El presidente de Bolivia, Rodrigo Paz Pereira, volvió a referirse a su propuesta de redistribución de recursos conocida como modelo 50/50, señalando que para avanzar con su implementación es necesario realizar una serie de cambios estructurales en la normativa vigente del país, entre ellos la eliminación de alrededor de 60 leyes y 40 decretos.
Las declaraciones del mandatario se realizaron durante su visita a Sucre, donde participó en una reunión interinstitucional con representantes del sector empresarial en la Casa Empresarial de Sucre. Antes de ingresar al encuentro, Paz dialogó con los medios de comunicación y reiteró que la aplicación del modelo requiere una profunda revisión del marco legal.
“Son cerca de 60 leyes y 40 decretos que hay que eliminar. Tan sencillo como eso”, afirmó el presidente al explicar los cambios necesarios para poner en marcha su propuesta.
Durante la pasada campaña electoral, el modelo 50/50 se convirtió en uno de los temas centrales del debate político en el país. La iniciativa plantea redistribuir los recursos del Estado con el objetivo de mejorar los ingresos de las regiones y fortalecer la capacidad económica de gobernaciones y municipios.
En el actual escenario político, la propuesta volvió a cobrar protagonismo en el contexto de las elecciones subnacionales de 2026, especialmente en el departamento de Santa Cruz, donde varios candidatos han insistido en impulsar esta medida como una vía para fortalecer las autonomías regionales.
Según explicó el presidente, el proceso para implementar este nuevo esquema de distribución de recursos ha encontrado numerosas trabas legales y administrativas, lo que evidencia la necesidad de modificar normas que, a su criterio, limitan el desarrollo autonómico.

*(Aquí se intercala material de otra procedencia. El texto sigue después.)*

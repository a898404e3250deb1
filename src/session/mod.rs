//! Session layer: subprocess ownership, prompt-delimited framing, and the
//! command/response primitive.

mod buffer;
mod channel;
pub mod config;
mod output;

pub use buffer::PromptBuffer;
pub use channel::SessionChannel;
pub use config::{PDB_PROMPT, SessionConfig};
pub use output::Output;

Paz aseguró que la intención del Gobierno es avanzar mediante el diálogo con distintos sectores, pero también generar un clima de confianza para impulsar lo que calificó como un cambio estructural en la organización del Estado.
“La voluntad del Gobierno es tener el mejor de los diálogos, pero sobre todo generar confianza, porque estamos hablando de un cambio estructural del Estado”, sostuvo el mandatario.
El presidente también enfatizó que el modelo 50/50 no debe entenderse únicamente como un reparto de recursos entre niveles de gobierno. Según explicó, se trata de un proceso que implica responsabilidades compartidas en áreas clave como salud, educación y otros servicios públicos.
De acuerdo con Paz, estas transformaciones no pudieron concretarse anteriormente debido a lo que calificó como un “Estado tranca”, es decir, un sistema burocrático y normativo que —según su visión— limita el crecimiento y el desarrollo de la sociedad.
El debate en torno al modelo 50/50 se intensificó en los últimos días tras las declaraciones de la viceministra de Autonomías, Andrea Barrientos. La autoridad generó polémica al señalar que el proceso para aplicar esta propuesta podría tomar desde unos pocos días hasta incluso diez años, dependiendo de los acuerdos y cambios necesarios.
Estas afirmaciones provocaron reacciones críticas en sectores políticos y cívicos, especialmente en Santa Cruz, donde se exige mayor claridad sobre los tiempos y mecanismos para la implementación de la iniciativa.